Directions:
Only lines holding the word "divide" are wanted. Copy them from the listing below.

*** Opening Study material ***

use crate::error::{RatioEngineError, Result};

/// Evaluates an arithmetic expression over numeric literals.
///
/// ```text
/// expression := term (('+'|'-') term)*
/// term       := factor (('*'|'/') factor)*
/// factor     := number | '(' expression ')' | ('+'|'-') factor
/// ```
///
/// Whitespace is ignored. A numeral is ASCII digits with at most one decimal
/// point. Division by zero evaluates to positive infinity instead of failing.
/// Identifiers must already have been replaced by literals.
pub fn evaluate(expression: &str) -> Result<f64> {
    let mut parser = Parser::new(expression);
    let value = parser.expression()?;

    parser.skip_whitespace();
    match parser.peek() {
        None => Ok(value),
        Some(')') => Err(RatioEngineError::UnbalancedParentheses {
            position: parser.pos,
        }),
        Some(_) => Err(RatioEngineError::TrailingInput {
            position: parser.pos,
        }),
    }
}

/// Deepest chain of parentheses and unary signs accepted.
pub const MAX_NESTING: usize = 256;

struct Parser {
    chars: Vec<char>,
    pos: usize,
    depth: usize,
}

impl Parser {
    fn new(input: &str) -> Self {
        Self {
            chars: input.chars().collect(),
            pos: 0,
            depth: 0,
        }
    }

    fn expression(&mut self) -> Result<f64> {
        let mut value = self.term()?;
        loop {
            if self.consume('+') {
                value += self.term()?;
            } else if self.consume('-') {
                value -= self.term()?;
            } else {
                return Ok(value);
            }
        }
    }

    fn term(&mut self) -> Result<f64> {
        let mut value = self.factor()?;
        loop {
            if self.consume('*') {
                value *= self.factor()?;
            } else if self.consume('/') {
                let divisor = self.factor()?;
                value = divide(value, divisor);
            } else {
                return Ok(value);
            }
        }
    }

    fn factor(&mut self) -> Result<f64> {
        self.skip_whitespace();
        if self.depth >= MAX_NESTING {
            return Err(RatioEngineError::NestingTooDeep { position: self.pos });
        }

        self.depth += 1;
        let value = self.primary();
        self.depth -= 1;
        value
    }

    fn primary(&mut self) -> Result<f64> {
        let start = self.pos;

        match self.peek() {
            Some('+') => {
                self.pos += 1;
                self.factor()
            }
            Some('-') => {
                self.pos += 1;
                Ok(-self.factor()?)
            }
            Some('(') => {
                self.pos += 1;
                let value = self.expression()?;
                if self.consume(')') {
                    Ok(value)
                } else {
                    Err(RatioEngineError::UnbalancedParentheses { position: start })
                }
            }
            Some(c) if c.is_ascii_digit() || c == '.' => self.number(),
            Some(')') | None => Err(RatioEngineError::EmptyFactor { position: start }),
            Some(c) if is_operator(c) => Err(RatioEngineError::EmptyFactor { position: start }),
            Some(c) => Err(RatioEngineError::UnexpectedCharacter {
                character: c,
                position: start,
            }),
        }
    }

    fn number(&mut self) -> Result<f64> {
        let start = self.pos;
        let mut seen_point = false;

        while let Some(c) = self.peek() {
            if c.is_ascii_digit() {
                self.pos += 1;
            } else if c == '.' {
                if seen_point {
                    // "1.2.3": consume the whole run so the error shows it
                    while matches!(self.peek(), Some(c) if c.is_ascii_digit() || c == '.') {
                        self.pos += 1;
                    }
                    return Err(self.invalid_number(start));
                }
                seen_point = true;
                self.pos += 1;
            } else {
                break;
            }
        }

        let text: String = self.chars[start..self.pos].iter().collect();
        text.parse::<f64>()
            .map_err(|_| RatioEngineError::InvalidNumber(text.clone()))
    }

    fn invalid_number(&self, start: usize) -> RatioEngineError {
        RatioEngineError::InvalidNumber(self.chars[start..self.pos].iter().collect())
    }

    fn consume(&mut self, expected: char) -> bool {
        self.skip_whitespace();
        if self.peek() == Some(expected) {
            self.pos += 1;
            true
        } else {
            false
        }
    }

    fn peek(&self) -> Option<char> {
        self.chars.get(self.pos).copied()
    }

    fn skip_whitespace(&mut self) {
        while matches!(self.peek(), Some(c) if c.is_whitespace()) {
            self.pos += 1;
        }
    }
}

fn is_operator(c: char) -> bool {
    matches!(c, '*' | '/')
}

fn divide(numerator: f64, denominator: f64) -> f64 {
    if denominator == 0.0 {
        f64::INFINITY
    } else {
        numerator / denominator
    }
}

#[cfg(test)]
mod tests {
    use super::*;

    #[test]
    fn test_precedence_and_grouping() {
        assert_eq!(evaluate("2 + 3 * (4 - 1)").unwrap(), 11.0);
        assert_eq!(evaluate("(2 + 3) * 4").unwrap(), 20.0);
        assert_eq!(evaluate("10 - 4 - 3").unwrap(), 3.0);
        assert_eq!(evaluate("100 / 10 / 2").unwrap(), 5.0);
    }

    #[test]
    fn test_unary_signs() {
        assert_eq!(evaluate("-5 + 2").unwrap(), -3.0);
        assert_eq!(evaluate("3 * -2").unwrap(), -6.0);
        assert_eq!(evaluate("--4").unwrap(), 4.0);
        assert_eq!(evaluate("+(1.5)").unwrap(), 1.5);
    }

    #[test]
    fn test_decimals_and_whitespace() {
        assert!((evaluate(" 0.1+0.2 ").unwrap() - 0.3).abs() < 1e-12);
        assert_eq!(evaluate(".5 * 4").unwrap(), 2.0);
        assert_eq!(evaluate("\t50\n/\n200 * 100").unwrap(), 25.0);
    }

    #[test]
    fn test_division_by_zero_is_positive_infinity() {
        assert_eq!(evaluate("10 / 0").unwrap(), f64::INFINITY);
        assert_eq!(evaluate("-10 / 0").unwrap(), f64::INFINITY);
        assert_eq!(evaluate("0 / (2 - 2)").unwrap(), f64::INFINITY);
    }

    #[test]
    fn test_unbalanced_parentheses() {
        assert!(matches!(
            evaluate("(2"),
            Err(RatioEngineError::UnbalancedParentheses { .. })
        ));
        assert!(matches!(
            evaluate("2)"),
            Err(RatioEngineError::UnbalancedParentheses { .. })
        ));
        assert!(matches!(
            evaluate("((1 + 2)"),
            Err(RatioEngineError::UnbalancedParentheses { .. })
        ));
    }

    #[test]
    fn test_empty_factor() {
        assert!(matches!(evaluate(""), Err(RatioEngineError::EmptyFactor { .. })));
        assert!(matches!(evaluate("2 +"), Err(RatioEngineError::EmptyFactor { .. })));
        assert!(matches!(evaluate("()"), Err(RatioEngineError::EmptyFactor { .. })));
        assert!(matches!(evaluate("2 * / 3"), Err(RatioEngineError::EmptyFactor { .. })));
    }

    #[test]
    fn test_invalid_numeral() {
        match evaluate("1.2.3 + 1") {
            Err(RatioEngineError::InvalidNumber(text)) => assert_eq!(text, "1.2.3"),
            other => panic!("expected InvalidNumber, got {:?}", other),
        }
        assert!(matches!(evaluate("."), Err(RatioEngineError::InvalidNumber(_))));
    }

    #[test]
    fn test_unexpected_input() {
        assert!(matches!(
            evaluate("2 * Revenue"),
            Err(RatioEngineError::UnexpectedCharacter { character: 'R', .. })
        ));
        assert!(matches!(
            evaluate("2 3"),
            Err(RatioEngineError::TrailingInput { .. })
        ));
        assert!(evaluate("(2").unwrap_err().is_parse_error());
    }

    #[test]
    fn test_nesting_limit() {
        let deep = format!("{}1{}", "(".repeat(10_000), ")".repeat(10_000));
        let err = evaluate(&deep).unwrap_err();
        assert!(matches!(err, RatioEngineError::NestingTooDeep { .. }));
        assert!(err.is_parse_error());

        assert!(evaluate(&"-".repeat(10_000)).unwrap_err().is_parse_error());

        let shallow = format!("{}1{}", "(".repeat(100), ")".repeat(100));
        assert_eq!(evaluate(&shallow).unwrap(), 1.0);
    }
}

*** Closing Study material ***

Solution for this exercise:
                value = divide(value, divisor);
fn divide(numerator: f64, denominator: f64) -> f64 {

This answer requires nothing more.